Security Hardening (3.6)

Release 3.6 applies defence-in-depth hardening directly in docker-compose-api.yml. No additional configuration is required — the options below are active by default.

Read-Only Filesystem

read_only: true
tmpfs:
  - /tmp:size=256m,mode=1777      # parsing scratch space
  - /run:size=32m,mode=0755       # runtime sockets / pid files
  - /var/log/docfw:size=64m       # audit log output

The container root filesystem is mounted read-only. Only the three tmpfs paths listed above accept writes at runtime:

Path Purpose
/tmp Temporary files created during document parsing
/run Unix sockets and PID files for uvicorn
/var/log/docfw Audit log output; replace with a named volume in production to persist logs

Any attempt by a compromised process to modify the image layers or application code will fail with a permission error.

Seccomp Profile

security_opt:
  - seccomp:docker/seccomp.json

docker/seccomp.json is a curated allowlist profile.

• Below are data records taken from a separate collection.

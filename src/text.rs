//! Text position utilities for byte offset and line:column conversions.
//!
//! All module text is UTF-8 `&str`; offsets are 0-indexed byte offsets and
//! lines/columns are 1-indexed (matching editor conventions). Columns count
//! bytes, which equals characters for the ASCII-dominant sources this engine
//! rewrites. Line/column values of 0 are clamped to 1.

use crate::rewrite::Span;

// ============================================================================
// Offset / Position Conversions
// ============================================================================

/// Convert a byte offset to 1-indexed line and column.
///
/// If `offset` exceeds the content length, returns the position at end of
/// content.
pub fn offset_to_line_col(content: &str, offset: u64) -> (u32, u32) {
    let offset = (offset as usize).min(content.len());
    let mut line = 1u32;
    let mut col = 1u32;

    for (i, byte) in content.bytes().enumerate() {
        if i >= offset {
            break;
        }
        if byte == b'\n' {
            line += 1;
            col = 1;
        } else {
            col += 1;
        }
    }

    (line, col)
}

/// Convert 1-indexed line and column to a byte offset.
///
/// A column past the end of its line clamps to the line end; a line past the
/// end of the content returns the content length.
pub fn line_col_to_offset(content: &str, line: u32, col: u32) -> u64 {
    let line = line.max(1);
    let col = col.max(1);

    let mut current_line = 1u32;
    for (i, byte) in content.bytes().enumerate() {
        if current_line == line {
            let offset_in_line = (col as usize).saturating_sub(1);
            let line_end = content[i..]
                .find('\n')
                .map(|p| i + p)
                .unwrap_or(content.len());
            return (i + offset_in_line.min(line_end - i)) as u64;
        }
        if byte == b'\n' {
            current_line += 1;
        }
    }

    content.len() as u64
}

// ============================================================================
// Span Utilities
// ============================================================================

/// Extract the text of a span.
///
/// Returns `None` if the span extends beyond the content or splits a
/// multi-byte character.
pub fn extract_span<'a>(content: &'a str, span: &Span) -> Option<&'a str> {
    content.get(span.start as usize..span.end as usize)
}

/// Get the 1-indexed line range spanned by a byte span.
pub fn span_to_line_range(content: &str, span: &Span) -> (u32, u32) {
    let (start_line, _) = offset_to_line_col(content, span.start);
    let (end_line, _) = offset_to_line_col(content, span.end.saturating_sub(1).max(span.start));
    (start_line, end_line)
}

// ============================================================================
// Line Utilities
// ============================================================================

/// The full line containing `offset`, from line start through the trailing
/// newline (or content end when the last line has none).
///
/// Deleting this span removes the line without leaving a blank one behind.
pub fn line_bounds(content: &str, offset: u64) -> Span {
    let offset = (offset as usize).min(content.len());
    let start = content[..offset].rfind('\n').map(|p| p + 1).unwrap_or(0);
    let end = content[offset..]
        .find('\n')
        .map(|p| offset + p + 1)
        .unwrap_or(content.len());
    Span::new(start as u64, end as u64)
}

// ============================================================================
// Tests
// ============================================================================

#[cfg(test)]
mod tests {
    use super::*;

    mod conversion_tests {
        use super::*;

        #[test]
        fn offset_to_line_col_simple() {
            let content = "Dim a\nDim b\nDim c\n";
            assert_eq!(offset_to_line_col(content, 0), (1, 1));
            assert_eq!(offset_to_line_col(content, 4), (1, 5));
            assert_eq!(offset_to_line_col(content, 5), (1, 6)); // newline char
            assert_eq!(offset_to_line_col(content, 6), (2, 1));
            assert_eq!(offset_to_line_col(content, 12), (3, 1));
        }

        #[test]
        fn line_col_to_offset_simple() {
            let content = "Dim a\nDim b\nDim c\n";
            assert_eq!(line_col_to_offset(content, 1, 1), 0);
            assert_eq!(line_col_to_offset(content, 1, 5), 4);
            assert_eq!(line_col_to_offset(content, 2, 1), 6);
            assert_eq!(line_col_to_offset(content, 3, 1), 12);
        }

        #[test]
        fn roundtrip() {
            let content = "Public Sub Foo()\n    Debug.Print 1\nEnd Sub\n";
            for offset in 0..content.len() as u64 {
                let (line, col) = offset_to_line_col(content, offset);
                let recovered = line_col_to_offset(content, line, col);
                assert_eq!(
                    recovered, offset,
                    "roundtrip failed for offset {}: line={}, col={}",
                    offset, line, col
                );
            }
        }

        #[test]
        fn offset_beyond_content() {
            let content = "short";
            assert_eq!(offset_to_line_col(content, 100), (1, 6));
        }

        #[test]
        fn position_beyond_content() {
            let content = "short";
            assert_eq!(line_col_to_offset(content, 100, 1), 5);
        }

        #[test]
        fn col_beyond_line_end_clamps() {
            let content = "ab\ncd\n";
            assert_eq!(line_col_to_offset(content, 1, 100), 2); // position of \n
        }

        #[test]
        fn zero_line_col_clamped() {
            let content = "test";
            assert_eq!(line_col_to_offset(content, 0, 0), 0);
            assert_eq!(line_col_to_offset(content, 1, 0), 0);
        }

        #[test]
        fn empty_content() {
            assert_eq!(offset_to_line_col("", 0), (1, 1));
            assert_eq!(line_col_to_offset("", 1, 1), 0);
        }
    }

    mod span_tests {
        use super::*;

        #[test]
        fn extract_valid() {
            let content = "Private mValue As Long";
            assert_eq!(extract_span(content, &Span::new(8, 14)), Some("mValue"));
        }

        #[test]
        fn extract_out_of_bounds() {
            assert_eq!(extract_span("short", &Span::new(0, 100)), None);
        }

        #[test]
        fn line_range_single_line() {
            let content = "Public Sub Foo(): End Sub\n";
            assert_eq!(span_to_line_range(content, &Span::new(11, 14)), (1, 1));
        }

        #[test]
        fn line_range_multi_line() {
            let content = "Dim a\nDim b\nDim c\n";
            assert_eq!(span_to_line_range(content, &Span::new(0, 12)), (1, 2));
        }
    }

    mod line_tests {
        use super::*;

        #[test]
        fn bounds_of_middle_line() {
            let content = "Dim a\nDim b\nDim c\n";
            let span = line_bounds(content, 8);
            assert_eq!(span, Span::new(6, 12));
            assert_eq!(extract_span(content, &span), Some("Dim b\n"));
        }

        #[test]
        fn bounds_of_first_line() {
            let content = "Dim a\nDim b\n";
            assert_eq!(line_bounds(content, 0), Span::new(0, 6));
        }

        #[test]
        fn bounds_of_last_line_without_newline() {
            let content = "Dim a\nDim b";
            assert_eq!(line_bounds(content, 8), Span::new(6, 11));
        }
    }
}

It blocks syscalls that are not needed by the scanner and that are commonly abused in container-escape attacks:

Blocked syscall Why it is blocked
ptrace Prevents process inspection / code injection
clone with CLONE_NEWUSER Prevents unprivileged user-namespace creation
mount Prevents filesystem manipulation from inside the container

All syscalls required by Python, uvicorn, ClamAV, and Docling are explicitly permitted in the allowlist.

No New Privileges

security_opt:
  - no-new-privileges:true

Prevents any child process from gaining elevated privileges through setuid/setgid binaries or Linux capability-raising calls, even if such binaries are present in the image.

Capability Drop

cap_drop:
  - ALL

All Linux capabilities are dropped. The uvicorn worker process requires no capabilities beyond the default unprivileged set, so none are re-added.

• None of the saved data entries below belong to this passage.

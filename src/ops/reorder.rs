//! Remove / Reorder Parameters.
//!
//! One request names a target procedure and the original parameter indices
//! in their new order; omitted indices are removed. Planning expands the
//! target into every signature bound to it (property triad, `WithEvents`
//! handlers, interface implementers), validates the plan once per
//! signature, and stages slot-level declaration edits plus call-site
//! argument rewrites. Nothing is applied until every edit staged cleanly.

use serde::{Deserialize, Serialize};
use tracing::{debug, warn};

use super::Selection;
use crate::arglist::{scan_arguments, ArgScanError};
use crate::decls::{Declaration, DeclarationIndex, Reference};
use crate::error::RefactorError;
use crate::output::{PlannedSite, RefactorOutcome, RefactorPlan, SkippedReference};
use crate::propagate::SignaturePropagator;
use crate::rewrite::{ApplyResult, Conflict, Edit, ProjectText, RewriteSession};
use crate::signature::{
    describe_parameters, plan_declaration_edits, rewrite_call_arguments, split_value_parameter,
    ParameterDescriptor, SignaturePlan,
};
use crate::text::{extract_span, line_bounds, offset_to_line_col};

/// Request to remove and/or reorder a procedure's parameters.
#[derive(Debug, Clone, PartialEq, Eq, Serialize, Deserialize)]
pub struct ReorderParamsRequest {
    /// Where the host's cursor sits; resolved to the target procedure.
    pub target: Selection,
    /// Original parameter indices in their target order. An index left out
    /// removes that parameter.
    pub new_order: Vec<usize>,
}

impl ReorderParamsRequest {
    pub fn new(target: Selection, new_order: Vec<usize>) -> Self {
        ReorderParamsRequest { target, new_order }
    }
}

/// Everything planning staged, before apply or preview.
struct Planned {
    session: RewriteSession,
    sites: Vec<PlannedSite>,
    skipped: Vec<SkippedReference>,
}

pub(crate) fn execute(
    index: &DeclarationIndex,
    text: &ProjectText,
    target: &Declaration,
    new_order: &[usize],
) -> Result<RefactorOutcome, RefactorError> {
    let planned = plan(index, text, target, new_order)?;
    match planned.session.apply(text) {
        ApplyResult::Success { modules, edits } => {
            debug!(
                target = %target.declaration_id,
                edits = edits.len(),
                skipped = planned.skipped.len(),
                "parameter reorder applied"
            );
            Ok(RefactorOutcome::new(modules, edits, planned.skipped))
        }
        ApplyResult::Failed { conflicts } => Err(conflicts
            .into_iter()
            .next()
            .unwrap_or(Conflict::ModuleMissing {
                module: target.module_id,
            })
            .into()),
    }
}

pub(crate) fn preview(
    index: &DeclarationIndex,
    text: &ProjectText,
    target: &Declaration,
    new_order: &[usize],
) -> Result<RefactorPlan, RefactorError> {
    let planned = plan(index, text, target, new_order)?;
    let edits = planned.session.materialize(text);
    Ok(RefactorPlan {
        sites: planned.sites,
        edits,
        skipped: planned.skipped,
    })
}

fn plan(
    index: &DeclarationIndex,
    text: &ProjectText,
    target: &Declaration,
    new_order: &[usize],
) -> Result<Planned, RefactorError> {
    let plan = SignaturePlan::new(new_order.to_vec());
    let sites = SignaturePropagator::new(index).expand(target);

    let mut session = RewriteSession::new(text);
    let mut skipped = Vec::new();
    let mut summaries = Vec::new();

    for site in &sites {
        let Some(procedure) = index.declaration(site.procedure()) else {
            continue;
        };
        let module_text = text
            .get(procedure.module_id)
            .ok_or(RefactorError::ModuleMissing {
                module: procedure.module_id,
            })?;

        let parameters: Vec<&Declaration> = site
            .parameters()
            .iter()
            .filter_map(|id| index.declaration(*id))
            .collect();
        let descriptors = describe_parameters(module_text, &parameters).ok_or(
            RefactorError::SnapshotMismatch {
                module: procedure.module_id,
            },
        )?;
        let (plannable, pinned) = split_value_parameter(site.preserves_value_param(), descriptors);
        plan.validate(&plannable)?;

        for edit in plan_declaration_edits(procedure.module_id, &plan, &plannable, pinned.as_ref())
        {
            session.stage(edit)?;
        }

        let mut rewritten = 0usize;
        let header = line_bounds(module_text, procedure.span.start);
        for reference in index.references_of(procedure.declaration_id) {
            if reference.module_id == procedure.module_id && header.contains(&reference.span) {
                // The name occurrence on the header is the declaration
                // itself; its parameter list is rewritten at slot level.
                // Occurrences further down the body are call sites.
                continue;
            }
            match rewrite_reference(text, &plan, &plannable, reference) {
                Ok(Some(edit)) => {
                    session.stage(edit)?;
                    rewritten += 1;
                }
                Ok(None) => {}
                Err(reason) => {
                    let (line, col) = text
                        .get(reference.module_id)
                        .map(|s| offset_to_line_col(s, reference.span.start))
                        .unwrap_or((0, 0));
                    warn!(
                        module = %reference.module_id,
                        span = %reference.span,
                        reason,
                        "skipping call site"
                    );
                    skipped.push(SkippedReference::new(
                        reference.module_id,
                        reference.span,
                        line,
                        col,
                        reason,
                    ));
                }
            }
        }

        summaries.push(PlannedSite {
            declaration: procedure.declaration_id,
            name: procedure.name.clone(),
            role: site.describe().to_string(),
            references: rewritten,
        });
    }

    debug!(
        sites = summaries.len(),
        edits = session.edit_count(),
        "parameter reorder planned"
    );
    Ok(Planned {
        session,
        sites: summaries,
        skipped,
    })
}

/// Rewrite one call site's argument list, if it has one.
///
/// `Ok(None)` means there is nothing to change at this reference: the name
/// is used without an argument list, or the rewritten list is identical.
/// `Err` carries the reason the argument shape could not be recovered.
fn rewrite_reference(
    text: &ProjectText,
    plan: &SignaturePlan,
    plannable: &[ParameterDescriptor],
    reference: &Reference,
) -> Result<Option<Edit>, String> {
    let source = text
        .get(reference.module_id)
        .ok_or_else(|| "module text unavailable".to_string())?;
    let context = extract_span(source, &reference.context_span)
        .ok_or_else(|| "statement context unavailable".to_string())?;

    let list = match scan_arguments(context, reference.context_span.start, reference.span) {
        Ok(Some(list)) => list,
        Ok(None) => return Ok(None),
        Err(ArgScanError::Unterminated { .. }) => {
            return Err("unterminated argument list".to_string())
        }
    };

    let new_text = rewrite_call_arguments(plan, plannable, &list).map_err(|e| e.to_string())?;
    let old_text = extract_span(source, &list.list_span).unwrap_or_default();
    if old_text == new_text {
        return Ok(None);
    }
    Ok(Some(
        Edit::replace(reference.module_id, list.list_span, new_text).expecting(old_text),
    ))
}

// ============================================================================
// Tests
// ============================================================================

CPU and Memory Resource Limits

deploy:
  resources:
    limits:
      cpus: "2.0"
      memory: 2G
    reservations:
      memory: 512M

Hard limits prevent a single container from exhausting host resources under adversarially crafted inputs (e.g., decompression bombs, deeply nested archives). Tune cpus and memory to match the capacity of your host before deploying.


Environment Variables

All ScanConfig fields can be set via environment variables using the DOC_FIREWALL_ prefix. Nested fields use double underscores (__) as separators.

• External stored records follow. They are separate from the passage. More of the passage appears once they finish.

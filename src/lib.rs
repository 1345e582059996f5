//! Structural refactoring engine for legacy Basic-style macro projects.
//!
//! This crate plans and applies source-to-source refactorings over a
//! previously parsed program (VBA-like dialect: `Sub`/`Function`,
//! `Property Get|Let|Set` triples, `Private Type` records, `WithEvents`
//! fields, `Interface_Member` implementers):
//! - Declaration and reference model with scope-aware queries
//! - Edit buffer with conflict detection and atomic per-module apply
//! - Signature-change propagation across accessor triples, event
//!   handlers, and interface implementations
//! - Remove/Reorder Parameters and Encapsulate Field refactorings
//! - Report types describing applied edits and skipped call sites
//!
//! Parsing, prompting, and text persistence live in the host; this crate
//! consumes declaration tables and module text snapshots and returns
//! rewritten text.

pub mod arglist;
pub mod decls;
pub mod error;
pub mod fixture;
pub mod names;
pub mod ops;
pub mod output;
pub mod propagate;
pub mod rewrite;
pub mod signature;
pub mod text;
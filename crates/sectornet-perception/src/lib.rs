//! `sectornet-perception` – egocentric sensing.
//!
//! Turns the positions of nearby entities into the fixed-width vector a
//! controller can consume, independent of how many entities there are and of
//! the observer's absolute position.
//!
//! # Modules
//!
//! - [`angle`] – compass-angle helpers (bearings, signed heading deltas,
//!   sector geometry) shared by every component that reasons about
//!   direction.
//! - [`sector_sensor`] – [`SectorSensor`][sector_sensor::SectorSensor]:
//!   radial bucketed distance encoder with saturation and
//!   [`NormalizationRule`][sector_sensor::NormalizationRule]s.

pub mod angle;
pub mod sector_sensor;

pub use sector_sensor::{Bucket, Buckets, MAX_SECTORS, NormalizationRule, SectorSensor};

Variable Config field Example
DOC_FIREWALL_PROFILE profile strict
DOC_FIREWALL_ENABLE_ANTIVIRUS enable_antivirus true
DOC_FIREWALL_ANTIVIRUS__PROVIDER antivirus.provider virustotal
DOC_FIREWALL_LIMITS__MAX_MB limits.max_mb 50
DOC_FIREWALL_POLICY_PATH policy_path /etc/docfw/policy.yaml
DOC_FIREWALL_POLICY_NAME policy_name hr-intake
DOC_FIREWALL_VERIFY_MODEL_INTEGRITY verify_model_integrity true
DOC_FIREWALL_MODEL_INTEGRITY_MANIFEST_PATH model_integrity_manifest_path /etc/docfw/model_manifest.json
DOC_FIREWALL_API_MAX_UPLOAD_BYTES api_max_upload_bytes 20971520
DOC_FIREWALL_API_RATE_LIMIT_RPM api_rate_limit_rpm 60

DOC_FIREWALL_API_MAX_UPLOAD_BYTES defaults to 20971520 (20 MB). DOC_FIREWALL_API_RATE_LIMIT_RPM defaults to 60 requests per minute per client IP.


Volume Mounts

The recommended production volume layout separates read-only configuration and model assets from writable log output:

Mount Mode Contents
/app/models:ro Read-only Pre-downloaded ML model weights (Docling, RapidOCR). Mount this to avoid downloading models on every container start.
/etc/docfw:ro Read-only Runtime configuration: api_keys.json, policy.yaml, model_manifest.json.
/var/log/docfw Read-write Audit log output. Use a named Docker volume for persistence, or leave as tmpfs for ephemeral/stateless deployments.

Example docker-compose override for production:

volumes:
  - /data/docfw/models:/app/models:ro
  - /etc/docfw:/etc/docfw:ro
  - docfw-logs:/var/log/docfw

volumes:
  docfw-logs:

SBOM

A Software Bill of Materials (SBOM) in CycloneDX JSON format can be generated with:

make sbom

The SBOM lists every Python package and system dependency included in the image, along with version and license metadata. It can also be baked directly into the image at build time using Docker's --attest sbom flag or a COPY step, making it available via docker buildx imagetools inspect for supply-chain verification.